Whatever antiseptic Beau had used on Alys’s back had burned away the pain; now it mellowed into a deep, pleasant warmth that spread through her abdomen and pelvis. She wanted him to hug her again, but he was still staring at her cross. He also hadn’t answered her question.
“I said, would you—”
“I heard you the first time, love. No.” He moved away from her again until he disappeared into the shadows. “You’re not thinking clearly right now.”
“I thought you weren’t afraid of me.” She reached for the stone wall, leaning against it until the pit stopped spinning. “That’s strange.” She ran her fingers over the surprisingly smooth surface. “This should be clay. With the water table as high as it is here, we should be swimming, too.” She turned around until she spotted Beau. “Oh, there you are.”

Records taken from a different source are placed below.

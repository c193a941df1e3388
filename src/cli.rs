//! CLI command definitions using clap.

#![deny(clippy::unwrap_used)]
#![deny(clippy::expect_used)]
#![deny(clippy::panic)]

use std::path::PathBuf;

use clap::{Args, Parser, Subcommand};

/// edgeviz - graph algorithm visualizer
#[derive(Parser, Debug)]
#[command(name = "edgeviz")]
#[command(version)]
#[command(about = "Run classical graph algorithms on an edge list and draw the result")]
#[command(
    long_about = "edgeviz parses an edge list (one `u v [weight]` per line), runs BFS, DFS, Dijkstra, Kruskal or Prim on it, and draws the graph with the result highlighted, either headless as SVG or in a desktop window."
)]
pub struct Cli {
    #[command(subcommand)]
    pub command: Commands,
}

#[derive(Subcommand, Debug)]
pub enum Commands {
    /// Run one algorithm on an edge file and write the plot as SVG
    Run(RunArgs),

    /// Open the desktop window
    Gui {
        /// TOML config file
        #[arg(short, long)]
        config: Option<PathBuf>,
    },
}

#[derive(Args, Debug, Clone)]
pub struct RunArgs {
    /// Edge list file, or `-` for stdin
    #[arg(short, long)]
    pub input: PathBuf,

    /// Algorithm name (BFS, DFS, Dijkstra, Kruskal, Prim), case-insensitive
    #[arg(short, long)]
    pub algorithm: String,

    /// Source node label
    #[arg(short, long, default_value = "")]
    pub source: String,

    /// Target node label
    #[arg(short, long, default_value = "")]
    pub target: String,

    /// Where to write the SVG plot
    #[arg(short, long)]
    pub output: Option<PathBuf>,

    /// TOML config file
    #[arg(short, long)]
    pub config: Option<PathBuf>,
}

When Alys went to him, he caught her hands and held her away as he looked over her head. “You have to stop this now, love. You’re like a sister to me. A young sister. A very young, innocent sister.”
“That would be fine, only I’m not your sister.” She stretched her arms out to change his angle of leverage, and pressed herself against him. “Remember when you came in my hotel room, and I tripped you, and we fell down together? I was afraid, and really angry, but I liked it, too.”
He tried shuffling back, but she followed him until she had him pinned against the stone. “Alys, please.”
Pleased she had him cornered, she rested her cheek against his chest. “It was when you rolled me over onto my back, and my towel fell off and I felt you.” She shimmied her hips against him, rubbing her belly against the hard length of his penis. “Like this. You were aroused, just like this. I love that I can do that to you.”
“I’m a man; you were naked.” He lowered his hands, bringing hers down to her sides. “I did not go there to assault you. I’ve never forced myself on a woman.”
“But you thought about it, didn’t you?” She looked up at his tight features. “I could see it on your face, and feel it in your touch. Your body was practically shouting how much you wanted me. For a minute, when I thought you were going to spread my legs and push yourself inside me, I wasn’t angry. I was excited. I wanted it. I want it now.” The pit began to spin again, and Alys sagged against him. “Why am I talking like this? I never talk like this. I feel like I’ve been drugged.”